Take the entries that follow and write them out again, word for word.

┏━━

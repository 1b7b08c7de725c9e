//! C++ templates, D templates, and C++11 lambdas.

use crate::stream::{Nav, TokenId, TokenStream};
use crate::token::{Token, TokenFlags, TokenKind};

use super::functions::fix_fcn_def_params;
use super::make_type;
use crate::context::FileContext;

/// We are on the C++ `template` keyword: tag the angle pair, turn
/// `class`/`struct` inside it into types, and extend the parent to the
/// declared entity.
pub(crate) fn handle_cpp_template(ts: &mut TokenStream, pc: TokenId) {
    let Some(open) = ts.next_nnl(pc, Nav::All) else {
        return;
    };
    if ts.tok(open).kind != TokenKind::AngleOpen {
        return;
    }
    ts.tok_mut(open).parent = TokenKind::Template;
    let level = ts.tok(open).level;

    let mut close = None;
    let mut tmp_opt = ts.next(open, Nav::All);
    while let Some(tmp) = tmp_opt {
        match ts.tok(tmp).kind {
            TokenKind::Class | TokenKind::Struct => {
                ts.tok_mut(tmp).kind = TokenKind::Type;
            }
            TokenKind::AngleClose if ts.tok(tmp).level == level => {
                ts.tok_mut(tmp).parent = TokenKind::Template;
                close = Some(tmp);
                break;
            }
            _ => {}
        }
        tmp_opt = ts.next(tmp, Nav::All);
    }

    if let Some(close) = close {
        let after = ts.next_nnl(close, Nav::All);
        if let Some(after) = after {
            if matches!(ts.tok(after).kind, TokenKind::Class | TokenKind::Struct) {
                ts.tok_mut(after).parent = TokenKind::Template;
                let semi = ts.next_kind(
                    after,
                    TokenKind::Semicolon,
                    Some(ts.tok(after).level),
                    Nav::All,
                );
                if let Some(semi) = semi {
                    ts.tok_mut(semi).parent = TokenKind::Template;
                }
            }
        }
    }
}

/// Collect the template parameter names of a D parenthesized type list.
/// Returns the close paren.
pub(crate) fn collect_d_template_types(
    ts: &mut TokenStream,
    open_paren: TokenId,
    names: &mut Vec<String>,
) -> Option<TokenId> {
    let level = ts.tok(open_paren).level;
    let mut maybe_type = true;
    let mut tmp_opt = ts.next_nnl(open_paren, Nav::All);
    while let Some(tmp) = tmp_opt {
        if ts.tok(tmp).level <= level {
            return Some(tmp);
        }
        match ts.tok(tmp).kind {
            TokenKind::Type | TokenKind::Word => {
                if maybe_type {
                    make_type(ts, tmp);
                    names.push(ts.tok(tmp).text.clone());
                }
                maybe_type = false;
            }
            TokenKind::Comma => maybe_type = true,
            _ => {}
        }
        tmp_opt = ts.next_nnl(tmp, Nav::All);
    }
    None
}

/// We are on the D `template` keyword:
/// `template NAME ( TYPELIST ) { BODY }`.
pub(crate) fn handle_d_template(ts: &mut TokenStream, pc: TokenId) {
    let Some(name) = ts.next_nnl(pc, Nav::All) else {
        return;
    };
    // the name may already have been promoted to a type
    if !matches!(ts.tok(name).kind, TokenKind::Word | TokenKind::Type) {
        return;
    }
    let Some(po) = ts.next_nnl(name, Nav::All) else {
        return;
    };
    if ts.tok(po).kind != TokenKind::ParenOpen {
        return;
    }

    ts.tok_mut(name).kind = TokenKind::Type;
    ts.tok_mut(name).parent = TokenKind::Template;
    ts.tok_mut(po).parent = TokenKind::Template;

    let mut names = Vec::new();
    let close = collect_d_template_types(ts, po, &mut names);
    let Some(close) = close else { return };
    if ts.tok(close).kind != TokenKind::ParenClose {
        return;
    }
    ts.tok_mut(close).parent = TokenKind::Template;

    let Some(body) = ts.next_nnl(close, Nav::All) else {
        return;
    };
    if ts.tok(body).kind != TokenKind::BraceOpen {
        return;
    }
    ts.tok_mut(body).parent = TokenKind::Template;

    let body_level = ts.tok(body).level;
    let mut tmp_opt = ts.next_nnl(body, Nav::All);
    while let Some(tmp) = tmp_opt {
        if ts.tok(tmp).level <= body_level {
            if ts.tok(tmp).kind == TokenKind::BraceClose {
                ts.tok_mut(tmp).parent = TokenKind::Template;
            }
            break;
        }
        if ts.tok(tmp).kind == TokenKind::Word && names.contains(&ts.tok(tmp).text) {
            ts.tok_mut(tmp).kind = TokenKind::Type;
        }
        tmp_opt = ts.next_nnl(tmp, Nav::All);
    }
}

/// Verify and mark a C++ lambda: `[...](...){...}` or
/// `[...](...) -> type {...}`.
pub(crate) fn handle_cpp_lambda(ctx: &mut FileContext, sq_o: TokenId) {
    let ts = &mut ctx.tokens;

    let sq_c = if ts.tok(sq_o).kind == TokenKind::SquareOpen {
        match ts.skip_to_match(sq_o, Nav::All) {
            Some(c) => Some(c),
            None => return,
        }
    } else {
        None // a fused '[]'
    };

    let capture_end = sq_c.unwrap_or(sq_o);
    let Some(pa_o) = ts.next_nnl(capture_end, Nav::All) else {
        return;
    };
    if ts.tok(pa_o).kind != TokenKind::ParenOpen {
        return;
    }
    let Some(pa_c) = ts.skip_to_match(pa_o, Nav::All) else {
        return;
    };

    let mut br_o = match ts.next_nnl(pa_c, Nav::All) {
        Some(b) => b,
        None => return,
    };
    if ts.tok(br_o).is_str("mutable") {
        br_o = match ts.next_nnl(br_o, Nav::All) {
            Some(b) => b,
            None => return,
        };
    }

    let mut ret = None;
    if ts.tok(br_o).is_str("->") {
        ret = Some(br_o);
        br_o = match ts.next_kind(
            br_o,
            TokenKind::BraceOpen,
            Some(ts.tok(br_o).level),
            Nav::All,
        ) {
            Some(b) => b,
            None => return,
        };
    }
    if ts.tok(br_o).kind != TokenKind::BraceOpen {
        return;
    }
    let Some(br_c) = ts.skip_to_match(br_o, Nav::All) else {
        return;
    };

    // it's a lambda: split a fused '[]' back into two tokens so the capture
    // list has real delimiters
    let sq_c = match sq_c {
        Some(c) => c,
        None => {
            let line = ts.tok(sq_o).line;
            let col = ts.tok(sq_o).col;
            let level = ts.tok(sq_o).level;
            {
                let tok = ts.tok_mut(sq_o);
                tok.kind = TokenKind::SquareOpen;
                tok.text = "[".to_string();
                tok.col_end = col + 1;
            }
            let mut close = Token::new(TokenKind::SquareClose, "]");
            close.line = line;
            close.col = col + 1;
            close.col_end = col + 2;
            close.level = level;
            close.flags |= TokenFlags::PUNCTUATOR;
            ts.insert_after(sq_o, close)
        }
    };

    ts.tok_mut(sq_o).parent = TokenKind::CppLambda;
    ts.tok_mut(sq_c).parent = TokenKind::CppLambda;
    ts.tok_mut(pa_o).kind = TokenKind::FParenOpen;
    ts.tok_mut(pa_o).parent = TokenKind::CppLambda;
    ts.tok_mut(pa_c).kind = TokenKind::FParenClose;
    ts.tok_mut(pa_c).parent = TokenKind::CppLambda;
    ts.tok_mut(br_o).parent = TokenKind::CppLambda;
    ts.tok_mut(br_c).parent = TokenKind::CppLambda;

    if let Some(ret) = ret {
        ts.tok_mut(ret).kind = TokenKind::CppLambdaRet;
        let mut cur = ts.next_nnl(ret, Nav::All);
        while let Some(t) = cur {
            if t == br_o {
                break;
            }
            make_type(ts, t);
            cur = ts.next_nnl(t, Nav::All);
        }
    }

    fix_fcn_def_params(ctx, Some(pa_o));
}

┗━━

> Expected output
repository 1b7b08c7de725c9e
//! C++ templates, D templates, and C++11 lambdas.

use crate::stream::{Nav, TokenId, TokenStream};
use crate::token::{Token, TokenFlags, TokenKind};

use super::functions::fix_fcn_def_params;
use super::make_type;
use crate::context::FileContext;

/// We are on the C++ `template` keyword: tag the angle pair, turn
/// `class`/`struct` inside it into types, and extend the parent to the
/// declared entity.
pub(crate) fn handle_cpp_template(ts: &mut TokenStream, pc: TokenId) {
    let Some(open) = ts.next_nnl(pc, Nav::All) else {
        return;
    };
    if ts.tok(open).kind != TokenKind::AngleOpen {
        return;
    }
    ts.tok_mut(open).parent = TokenKind::Template;
    let level = ts.tok(open).level;

    let mut close = None;
    let mut tmp_opt = ts.next(open, Nav::All);
    while let Some(tmp) = tmp_opt {
        match ts.tok(tmp).kind {
            TokenKind::Class | TokenKind::Struct => {
                ts.tok_mut(tmp).kind = TokenKind::Type;
            }
            TokenKind::AngleClose if ts.tok(tmp).level == level => {
                ts.tok_mut(tmp).parent = TokenKind::Template;
                close = Some(tmp);
                break;
            }
            _ => {}
        }
        tmp_opt = ts.next(tmp, Nav::All);
    }

    if let Some(close) = close {
        let after = ts.next_nnl(close, Nav::All);
        if let Some(after) = after {
            if matches!(ts.tok(after).kind, TokenKind::Class | TokenKind::Struct) {
                ts.tok_mut(after).parent = TokenKind::Template;
                let semi = ts.next_kind(
                    after,
                    TokenKind::Semicolon,
                    Some(ts.tok(after).level),
                    Nav::All,
                );
                if let Some(semi) = semi {
                    ts.tok_mut(semi).parent = TokenKind::Template;
                }
            }
        }
    }
}

/// Collect the template parameter names of a D parenthesized type list.
/// Returns the close paren.
pub(crate) fn collect_d_template_types(
    ts: &mut TokenStream,
    open_paren: TokenId,
    names: &mut Vec<String>,
) -> Option<TokenId> {
    let level = ts.tok(open_paren).level;
    let mut maybe_type = true;
    let mut tmp_opt = ts.next_nnl(open_paren, Nav::All);
    while let Some(tmp) = tmp_opt {
        if ts.tok(tmp).level <= level {
            return Some(tmp);
        }
        match ts.tok(tmp).kind {
            TokenKind::Type | TokenKind::Word => {
                if maybe_type {
                    make_type(ts, tmp);
                    names.push(ts.tok(tmp).text.clone());
                }
                maybe_type = false;
            }
            TokenKind::Comma => maybe_type = true,
            _ => {}
        }
        tmp_opt = ts.next_nnl(tmp, Nav::All);
    }
    None
}

/// We are on the D `template` keyword:
/// `template NAME ( TYPELIST ) { BODY }`.
pub(crate) fn handle_d_template(ts: &mut TokenStream, pc: TokenId) {
    let Some(name) = ts.next_nnl(pc, Nav::All) else {
        return;
    };
    // the name may already have been promoted to a type
    if !matches!(ts.tok(name).kind, TokenKind::Word | TokenKind::Type) {
        return;
    }
    let Some(po) = ts.next_nnl(name, Nav::All) else {
        return;
    };
    if ts.tok(po).kind != TokenKind::ParenOpen {
        return;
    }

    ts.tok_mut(name).kind = TokenKind::Type;
    ts.tok_mut(name).parent = TokenKind::Template;
    ts.tok_mut(po).parent = TokenKind::Template;

    let mut names = Vec::new();
    let close = collect_d_template_types(ts, po, &mut names);
    let Some(close) = close else { return };
    if ts.tok(close).kind != TokenKind::ParenClose {
        return;
    }
    ts.tok_mut(close).parent = TokenKind::Template;

    let Some(body) = ts.next_nnl(close, Nav::All) else {
        return;
    };
    if ts.tok(body).kind != TokenKind::BraceOpen {
        return;
    }
    ts.tok_mut(body).parent = TokenKind::Template;

    let body_level = ts.tok(body).level;
    let mut tmp_opt = ts.next_nnl(body, Nav::All);
    while let Some(tmp) = tmp_opt {
        if ts.tok(tmp).level <= body_level {
            if ts.tok(tmp).kind == TokenKind::BraceClose {
                ts.tok_mut(tmp).parent = TokenKind::Template;
            }
            break;
        }
        if ts.tok(tmp).kind == TokenKind::Word && names.contains(&ts.tok(tmp).text) {
            ts.tok_mut(tmp).kind = TokenKind::Type;
        }
        tmp_opt = ts.next_nnl(tmp, Nav::All);
    }
}

/// Verify and mark a C++ lambda: `[...](...){...}` or
/// `[...](...) -> type {...}`.
pub(crate) fn handle_cpp_lambda(ctx: &mut FileContext, sq_o: TokenId) {
    let ts = &mut ctx.tokens;

    let sq_c = if ts.tok(sq_o).kind == TokenKind::SquareOpen {
        match ts.skip_to_match(sq_o, Nav::All) {
            Some(c) => Some(c),
            None => return,
        }
    } else {
        None // a fused '[]'
    };

    let capture_end = sq_c.unwrap_or(sq_o);
    let Some(pa_o) = ts.next_nnl(capture_end, Nav::All) else {
        return;
    };
    if ts.tok(pa_o).kind != TokenKind::ParenOpen {
        return;
    }
    let Some(pa_c) = ts.skip_to_match(pa_o, Nav::All) else {
        return;
    };

    let mut br_o = match ts.next_nnl(pa_c, Nav::All) {
        Some(b) => b,
        None => return,
    };
    if ts.tok(br_o).is_str("mutable") {
        br_o = match ts.next_nnl(br_o, Nav::All) {
            Some(b) => b,
            None => return,
        };
    }

    let mut ret = None;
    if ts.tok(br_o).is_str("->") {
        ret = Some(br_o);
        br_o = match ts.next_kind(
            br_o,
            TokenKind::BraceOpen,
            Some(ts.tok(br_o).level),
            Nav::All,
        ) {
            Some(b) => b,
            None => return,
        };
    }
    if ts.tok(br_o).kind != TokenKind::BraceOpen {
        return;
    }
    let Some(br_c) = ts.skip_to_match(br_o, Nav::All) else {
        return;
    };

    // it's a lambda: split a fused '[]' back into two tokens so the capture
    // list has real delimiters
    let sq_c = match sq_c {
        Some(c) => c,
        None => {
            let line = ts.tok(sq_o).line;
            let col = ts.tok(sq_o).col;
            let level = ts.tok(sq_o).level;
            {
                let tok = ts.tok_mut(sq_o);
                tok.kind = TokenKind::SquareOpen;
                tok.text = "[".to_string();
                tok.col_end = col + 1;
            }
            let mut close = Token::new(TokenKind::SquareClose, "]");
            close.line = line;
            close.col = col + 1;
            close.col_end = col + 2;
            close.level = level;
            close.flags |= TokenFlags::PUNCTUATOR;
            ts.insert_after(sq_o, close)
        }
    };

    ts.tok_mut(sq_o).parent = TokenKind::CppLambda;
    ts.tok_mut(sq_c).parent = TokenKind::CppLambda;
    ts.tok_mut(pa_o).kind = TokenKind::FParenOpen;
    ts.tok_mut(pa_o).parent = TokenKind::CppLambda;
    ts.tok_mut(pa_c).kind = TokenKind::FParenClose;
    ts.tok_mut(pa_c).parent = TokenKind::CppLambda;
    ts.tok_mut(br_o).parent = TokenKind::CppLambda;
    ts.tok_mut(br_c).parent = TokenKind::CppLambda;

    if let Some(ret) = ret {
        ts.tok_mut(ret).kind = TokenKind::CppLambdaRet;
        let mut cur = ts.next_nnl(ret, Nav::All);
        while let Some(t) = cur {
            if t == br_o {
                break;
            }
            make_type(ts, t);
            cur = ts.next_nnl(t, Nav::All);
        }
    }

    fix_fcn_def_params(ctx, Some(pa_o));
}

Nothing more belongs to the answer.